The Central Bank also seeks through the introduction of this system to verify that the banks’ methodology in managing the risks inherent in outsourcing arrangements is in line with leading international prudential practices to contribute to enhancing financial stability. Under this system, banks operating in the UAE must obtain a no-objection notice from the Central Bank before outsourcing any substantial activity.

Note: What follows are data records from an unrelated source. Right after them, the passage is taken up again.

//! FLASH_DEVINFO: the RP2350 OTP record describing attached QSPI devices.
//!
//! The bootrom keeps a 16-bit copy of the OTP word in boot RAM. Its layout
//! may change between devices, so fields are only reached through
//! getters and setters here.

use core::convert::TryFrom;

use crate::bus::ChipSelect;
use crate::{Error, Result};

const CS1_GPIO_LSB: u16 = 0;
const CS1_GPIO_BITS: u16 = 0x001F;
const D8H_ERASE_SUPPORTED_LSB: u16 = 7;
const D8H_ERASE_SUPPORTED_BITS: u16 = 0x0080;
const CS0_SIZE_LSB: u16 = 8;
const CS1_SIZE_LSB: u16 = 12;
const CS_SIZE_MASK: u16 = 0x000F;

/// Size class of a device on a chip select.
#[derive(Copy, Clone, Debug, PartialEq, Eq, num_enum::IntoPrimitive, num_enum::TryFromPrimitive)]
#[repr(u8)]
pub enum DevInfoSize {
    None = 0,
    Size8K = 1,
    Size16K = 2,
    Size32K = 3,
    Size64K = 4,
    Size128K = 5,
    Size256K = 6,
    Size512K = 7,
    Size1M = 8,
    Size2M = 9,
    Size4M = 10,
    Size8M = 11,
    Size16M = 12,
}

impl DevInfoSize {
    /// Size in bytes, zero for `None`.
    pub fn bytes(self) -> u32 {
        match self {
            DevInfoSize::None => 0,
            size => 4096 << u8::from(size),
        }
    }

    /// Smallest size class holding `bytes`, saturating at 16MB.
    pub fn from_bytes(bytes: u32) -> Self {
        if bytes == 0 {
            return DevInfoSize::None;
        }
        let mut code = 1;
        while code < u8::from(DevInfoSize::Size16M) && (4096u32 << code) < bytes {
            code += 1;
        }
        DevInfoSize::try_from(code).unwrap_or(DevInfoSize::Size16M)
    }
}

/// Access to the live FLASH_DEVINFO word.
pub trait DevInfoWord {
    fn read(&self) -> u16;

    /// Atomically XOR `bits` into the word.
    fn xor(&mut self, bits: u16);
}

/// Typed accessors for FLASH_DEVINFO.
pub struct DevInfo<W: DevInfoWord> {
    word: W,
    cs0_size_bytes: Option<u32>,
}

impl<W: DevInfoWord> DevInfo<W> {
    pub fn new(word: W) -> Self {
        DevInfo { word, cs0_size_bytes: None }
    }

    /// Report `bytes` as the CS0 size instead of the OTP value.
    ///
    /// A flash size declared for the board takes precedence over OTP.
    pub fn with_cs0_size_bytes(mut self, bytes: u32) -> Self {
        self.cs0_size_bytes = Some(bytes);
        self
    }

    /// The whole raw word.
    pub fn raw(&self) -> u16 {
        self.word.read()
    }

    /// Size class of the device on `cs`.
    #[cfg_attr(target_os = "none", link_section = ".data.ram_func")]
    #[inline(never)]
    pub fn cs_size(&self, cs: ChipSelect) -> Result<DevInfoSize> {
        if let (ChipSelect::Cs0, Some(bytes)) = (cs, self.cs0_size_bytes) {
            return Ok(DevInfoSize::from_bytes(bytes));
        }
        let raw = ((self.word.read() >> Self::cs_size_lsb(cs)) & CS_SIZE_MASK) as u8;
        DevInfoSize::try_from(raw).map_err(|_| Error::InvalidDevInfoSize { raw })
    }

    pub fn set_cs_size(&mut self, cs: ChipSelect, size: DevInfoSize) {
        log::debug!("Setting FLASH_DEVINFO {:?} size to {:?}", cs, size);
        let lsb = Self::cs_size_lsb(cs);
        self.update_field((u8::from(size) as u16) << lsb, CS_SIZE_MASK << lsb);
    }

    pub fn d8h_erase_supported(&self) -> bool {
        self.word.read() & D8H_ERASE_SUPPORTED_BITS != 0
    }

    pub fn set_d8h_erase_supported(&mut self, supported: bool) {
        log::debug!("Setting FLASH_DEVINFO D8h erase supported to {}", supported);
        self.update_field((supported as u16) << D8H_ERASE_SUPPORTED_LSB, D8H_ERASE_SUPPORTED_BITS);
    }

    /// GPIO used as chip select for `cs`; only CS1 has one.
    pub fn cs_gpio(&self, cs: ChipSelect) -> u8 {
        assert_eq!(cs, ChipSelect::Cs1, "only CS1 has a configurable GPIO");
        ((self.word.read() & CS1_GPIO_BITS) >> CS1_GPIO_LSB) as u8
    }

    pub fn set_cs_gpio(&mut self, cs: ChipSelect, gpio: u8) {
        assert_eq!(cs, ChipSelect::Cs1, "only CS1 has a configurable GPIO");
        assert!(gpio as u16 <= CS1_GPIO_BITS >> CS1_GPIO_LSB, "GPIO out of range");
        log::debug!("Setting FLASH_DEVINFO CS1 GPIO to {}", gpio);
        self.update_field((gpio as u16) << CS1_GPIO_LSB, CS1_GPIO_BITS);
    }

    fn cs_size_lsb(cs: ChipSelect) -> u16 {
        match cs {
            ChipSelect::Cs0 => CS0_SIZE_LSB,
            ChipSelect::Cs1 => CS1_SIZE_LSB,
        }
    }

    /// Boot RAM has no exclusives and a plain masked write would be 32 bits
    /// wide, so fields are changed with a single XOR of the differing bits.
    fn update_field(&mut self, wdata: u16, mask: u16) {
        let bits = (self.word.read() ^ wdata) & mask;
        self.word.xor(bits);
    }
}
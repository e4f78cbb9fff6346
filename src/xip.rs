//! Hooks around the memory-mapped flash window.

use crate::boot2::BOOT2_SIZE_WORDS;

/// Reset value of QMI M1_WFMT: serial 02h writes.
pub const QMI_M1_WFMT_RESET: u32 = 0x0000_1000;
/// Reset value of QMI M1_WCMD: 02h prefix, A0h suffix.
pub const QMI_M1_WCMD_RESET: u32 = 0x0000_A002;

/// CS1 window registers which the RP2350 bootrom `flash_exit_xip` rewrites.
///
/// This is not the whole window state, only what the exit sequence touches.
#[derive(Copy, Clone, Debug, PartialEq, Eq)]
pub struct Cs1Save {
    pub timing: u32,
    pub rcmd: u32,
    pub rfmt: u32,
}

/// Platform hooks the excursion needs besides the bootrom and the bus.
///
/// Apart from `boot_stage_word()`, which is called while XIP is still
/// enabled, implementations must not touch flash.
pub trait XipWindow {
    /// Whether a boot stage routine exists to re-enter XIP with.
    ///
    /// Images which never run from flash have none, and re-enter XIP with
    /// the bootrom's plain 03h read mode instead.
    fn has_boot_stage(&self) -> bool {
        true
    }

    /// Read word `index` of the active boot stage routine.
    fn boot_stage_word(&self, index: usize) -> u32;

    /// Call the RAM copy of the boot stage routine, restoring XIP.
    fn enter_boot_stage(&mut self, code: &[u32; BOOT2_SIZE_WORDS]);

    /// Write back any dirty cache lines, such as pending writes to PSRAM.
    fn clean_cache(&mut self) {}

    /// Snapshot the CS1 window registers, if the platform has a CS1 window.
    fn save_cs1(&self) -> Option<Cs1Save> {
        None
    }

    /// Write back a snapshot taken by `save_cs1()`.
    fn restore_cs1(&mut self, _saved: &Cs1Save) {}

    /// Reset the CS1 write format and write command to serial defaults.
    fn reset_cs1_write(&mut self) {}

    /// Whether FLASH_DEVINFO declares a device on CS1.
    fn cs1_populated(&self) -> bool {
        false
    }
}
//! Exchange engine for the RP2040 Synopsys SSI controller.
//!
//! The SSI has 16-entry TX and RX FIFOs and frames transfers with its own
//! chip select, which drops whenever the TX FIFO runs dry. To survive being
//! starved by interrupts, chip select is instead forced through the QSPI_SS
//! pad output override, and the number of bytes in flight is bounded so the
//! RX FIFO can never overflow.

use crate::bus::{AbortLatch, ChipSelect, FlashBus, Transfer};

/// Depth of each SSI FIFO.
pub const SSI_FIFO_DEPTH: u32 = 16;

/// Maximum number of bytes allowed in the TX and RX FIFOs combined.
pub const MAX_IN_FLIGHT: u32 = SSI_FIFO_DEPTH - 2;

/// Output override value for the QSPI_SS pad.
#[derive(Copy, Clone, Debug, PartialEq, Eq, num_enum::IntoPrimitive)]
#[repr(u8)]
pub enum OutOver {
    Normal = 0,
    Invert = 1,
    Low = 2,
    High = 3,
}

/// Register access needed to drive the SSI in direct mode.
pub trait SsiRegisters {
    /// TX FIFO level.
    fn txflr(&self) -> u32;
    /// RX FIFO level.
    fn rxflr(&self) -> u32;
    /// Push a byte to the TX FIFO.
    fn write_dr0(&mut self, data: u32);
    /// Pop a byte from the RX FIFO.
    fn read_dr0(&mut self) -> u32;
    /// Set the QSPI_SS pad output override.
    fn set_ss_outover(&mut self, value: OutOver);
}

/// SSI-backed flash bus.
///
/// The SSI only has one chip select, so the `cs` argument is ignored and
/// `has_chip_select()` only accepts CS0.
pub struct Ssi<R: SsiRegisters, A: AbortLatch> {
    regs: R,
    abort: A,
}

impl<R: SsiRegisters, A: AbortLatch> Ssi<R, A> {
    pub fn new(regs: R, abort: A) -> Self {
        Ssi { regs, abort }
    }

    pub fn free(self) -> (R, A) {
        (self.regs, self.abort)
    }

    /// Pull chip select low or release it high.
    #[cfg_attr(target_os = "none", link_section = ".data.ram_func")]
    #[inline(never)]
    fn force_cs(&mut self, high: bool) {
        self.regs.set_ss_outover(if high { OutOver::High } else { OutOver::Low });
    }

    /// Wait for every queued byte to be shifted and drop whatever was received.
    #[cfg_attr(target_os = "none", link_section = ".data.ram_func")]
    #[inline(never)]
    fn drain(&mut self) {
        loop {
            let tx_level = self.regs.txflr();
            let rx_level = self.regs.rxflr();
            if tx_level == 0 && rx_level == 0 {
                break;
            }
            let mut n = 0;
            while n < rx_level {
                self.regs.read_dr0();
                n += 1;
            }
        }
    }
}

impl<R: SsiRegisters, A: AbortLatch> FlashBus for Ssi<R, A> {
    #[cfg_attr(target_os = "none", link_section = ".data.ram_func")]
    #[inline(never)]
    fn queue_header(&mut self, _cs: ChipSelect, header: &[u8]) -> usize {
        assert!(header.len() as u32 <= MAX_IN_FLIGHT, "header exceeds SSI FIFO bound");
        self.force_cs(false);
        let mut i = 0;
        while i < header.len() {
            self.regs.write_dr0(header[i] as u32);
            i += 1;
        }
        // Every header byte comes back as an echo in the RX FIFO.
        header.len()
    }

    #[cfg_attr(target_os = "none", link_section = ".data.ram_func")]
    #[inline(never)]
    fn exchange(
        &mut self,
        _cs: ChipSelect,
        tx: Option<&[u8]>,
        mut rx: Option<&mut [u8]>,
        count: usize,
        mut rx_skip: usize,
    ) -> Transfer {
        if let Some(tx) = tx {
            assert!(tx.len() >= count, "tx buffer shorter than exchange");
        }
        if let Some(rx) = &rx {
            assert!(rx.len() >= count, "rx buffer shorter than exchange");
        }

        self.force_cs(false);
        let mut tx_idx = 0;
        let mut rx_idx = 0;
        let mut aborted = false;

        while tx_idx < count || rx_skip > 0 || rx_idx < count {
            if self.abort.aborted() {
                aborted = true;
                break;
            }
            let tx_level = self.regs.txflr();
            let rx_level = self.regs.rxflr();
            if tx_idx < count && tx_level + rx_level < MAX_IN_FLIGHT {
                let byte = match tx {
                    Some(tx) => tx[tx_idx],
                    None => 0,
                };
                self.regs.write_dr0(byte as u32);
                tx_idx += 1;
            }
            if rx_level > 0 {
                let byte = self.regs.read_dr0() as u8;
                if rx_skip > 0 {
                    rx_skip -= 1;
                } else {
                    if let Some(rx) = &mut rx {
                        rx[rx_idx] = byte;
                    }
                    rx_idx += 1;
                }
            }
        }

        if aborted {
            self.drain();
        }
        self.force_cs(true);

        if aborted {
            Transfer::Aborted { bytes: rx_idx }
        } else {
            Transfer::Completed { bytes: rx_idx }
        }
    }

    #[cfg_attr(target_os = "none", link_section = ".data.ram_func")]
    #[inline(never)]
    fn aborted(&self) -> bool {
        self.abort.aborted()
    }
}
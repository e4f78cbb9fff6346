use crate::{BLOCK_SIZE, SECTOR_SIZE};

/// One erase instruction of an `ErasePlan`.
///
/// The bootrom picks the opcode from the size: D8h for a block, 20h for a sector.
#[derive(Copy, Clone, Debug, PartialEq, Eq)]
pub struct EraseStep {
    pub size: usize,
    pub base: u32,
}

/// Erase plan splitting a sector-aligned range into one instruction per excursion.
///
/// Each step is the largest erase which starts at the current position and
/// stays inside the range: a 64kB block where aligned, else a 4kB sector.
#[derive(Clone, Debug)]
pub struct ErasePlan {
    pos: usize,
    end: usize,
}

impl ErasePlan {
    pub fn new(start: u32, length: usize) -> Self {
        log::trace!("Creating erase plan, start={} length={}", start, length);
        assert!(start as usize % SECTOR_SIZE == 0 && length % SECTOR_SIZE == 0);
        ErasePlan { pos: start as usize, end: start as usize + length }
    }
}

impl Iterator for ErasePlan {
    type Item = EraseStep;

    fn next(&mut self) -> Option<EraseStep> {
        if self.pos >= self.end {
            return None;
        }
        let size = if self.pos % BLOCK_SIZE == 0 && self.end - self.pos >= BLOCK_SIZE {
            BLOCK_SIZE
        } else {
            SECTOR_SIZE
        };
        let step = EraseStep { size, base: self.pos as u32 };
        self.pos += size;
        Some(step)
    }
}

#[test]
fn test_erase_plan() {
    const K: usize = 1024;
    let plan = |start: usize, len: usize| -> Vec<(usize, u32)> {
        ErasePlan::new(start as u32, len).map(|s| (s.size, s.base)).collect()
    };
    // Use a single 4kB erase to erase an aligned 4kB block.
    assert_eq!(plan(0, 4 * K), vec![(4 * K, 0)]);
    // Use a single 64kB erase to erase an aligned 64kB block.
    assert_eq!(plan(0, 64 * K), vec![(64 * K, 0)]);
    // Use three 64kB erases to erase an aligned 192kB block.
    assert_eq!(
        plan(0, 192 * K),
        vec![(64 * K, 0), (64 * K, 64 * K as u32), (64 * K, 128 * K as u32)]
    );
    // Use 64kB followed by 4kB to erase an aligned 68kB block.
    assert_eq!(plan(0, 68 * K), vec![(64 * K, 0), (4 * K, 64 * K as u32)]);
    // Use sectors up to the block boundary for a misaligned start.
    assert_eq!(
        plan(56 * K, 72 * K),
        vec![
            (4 * K, 56 * K as u32),
            (4 * K, 60 * K as u32),
            (64 * K, 64 * K as u32),
        ]
    );
    // Nothing to do for an empty range.
    assert!(plan(8 * K, 0).is_empty());
}

#[test]
#[should_panic]
fn test_erase_plan_unaligned() {
    ErasePlan::new(100, 4096);
}
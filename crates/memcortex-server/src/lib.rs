//! # memcortex-server
//!
//! MCP dispatcher, middleware, scheduler, analytics engine, and analyze-tool
//! handlers for the memcortex memory server. This crate is transport-agnostic:
//! it answers `initialize`/`tools/*`/`resources/*`/`prompts/*` requests and
//! exposes a management surface, but never opens a socket itself — that's
//! `memcortex-cli`'s job.
//!
//! ## Layout
//!
//! - [`dispatcher`] — the JSON-RPC method router and connection state machine
//! - [`analytics`] — the write-coalescing access-counter engine (C9)
//! - [`analyze`] — the analyze-tool handlers built on it (C10)
//! - [`tools`] — the memory ingest/retrieval tool handlers
//! - [`middleware`] — JWT/API-key auth and token-bucket rate limiting
//! - [`scheduler`] — worker pool, batch processor, and pipeline strategies
//! - [`metrics`] — per-endpoint latency/throughput tracking
//! - [`management`] — status/metrics payloads for the HTTP management surface
//! - [`storage`] and [`llm`] — collaborator contracts (`VectorStore`, `LlmClient`)
//! - [`config`] — server configuration and its builder

pub mod analytics;
pub mod analyze;
pub mod config;
pub mod dispatcher;
pub mod llm;
pub mod management;
pub mod metrics;
pub mod middleware;
pub mod pattern;
pub mod scheduler;
pub mod storage;
pub mod tools;

pub use analytics::{AccessMetrics, AnalyticsEngine};
pub use analyze::{AnalyzeOperation, AnalyzeToolHandler};
pub use config::{AiProvider, AiProviderConfig, SchedulerStrategy, ServerConfig, ServerConfigBuilder};
pub use dispatcher::{
    DispatchOutcome, Dispatcher, McpSession, PromptDefinition, PromptHandler, ResourceDefinition,
    ResourceHandler, ToolDefinition, ToolHandler,
};
pub use llm::{ChatMessage, Completion, LlmClient, MockLlmClient, Usage};
pub use management::{ManagementApi, MetricsReport, ServerManagementApi, StatusReport};
pub use metrics::{EndpointSnapshot, MetricsRegistry};
pub use middleware::{AuthContext, AuthMiddleware, RateLimiterRegistry};
pub use pattern::{DetectedPattern, HeuristicPatternDetector, PatternDetector, QualityReport};
pub use scheduler::RequestScheduler;
pub use storage::{InMemoryVectorStore, VectorStore};
pub use tools::memory_tools;

/// Convenience re-exports for composition roots (the `memcortex-cli` binary
/// and integration tests) that want the whole public surface in one `use`.
pub mod prelude {
    pub use crate::analyze::{AnalyzeOperation, AnalyzeToolHandler};
    pub use crate::analytics::AnalyticsEngine;
    pub use crate::config::ServerConfig;
    pub use crate::dispatcher::{Dispatcher, ToolDefinition, ToolHandler};
    pub use crate::llm::{LlmClient, MockLlmClient};
    pub use crate::management::{ManagementApi, ServerManagementApi};
    pub use crate::middleware::{AuthMiddleware, RateLimiterRegistry};
    pub use crate::pattern::{HeuristicPatternDetector, PatternDetector};
    pub use crate::storage::{InMemoryVectorStore, VectorStore};
    pub use crate::tools::memory_tools;
    pub use memcortex_protocol::{MCP_PROTOCOL_VERSION, MemoryError, MemoryResult};
}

His Excellency Khalid Mohammed Balama, Governor of the Central Bank of the UAE, said: “Our introduction of the outsourcing system and accompanying standards is a testament to the continuous efforts made by the Central Bank of the UAE to ensure the integrity of risk management frameworks and operational stability in banks.” He added, “The Central Bank attaches utmost importance to data protection.” And risk management by issuing directives that govern and protect banks and their customers, in line with best practices and international standards.”
“We are confident that this system will increase the ability of banks operating in the country to mitigate potential threats that may accompany outsourcing activities, ensuring that banks continue to protect the security of their institutions and customers,” he said.
One of the main principles on which the system is based is that outsourcing arrangements do not impair the bank’s ability to meet its obligations to its customers and to the Central Bank, or impede effective supervision and control by the Central Bank. As stipulated in the system and the accompanying standards, it must be ensured that confidential data related to bank customers outside the country is not shared without obtaining the prior approval of the Central Bank and the customer of the concerned bank.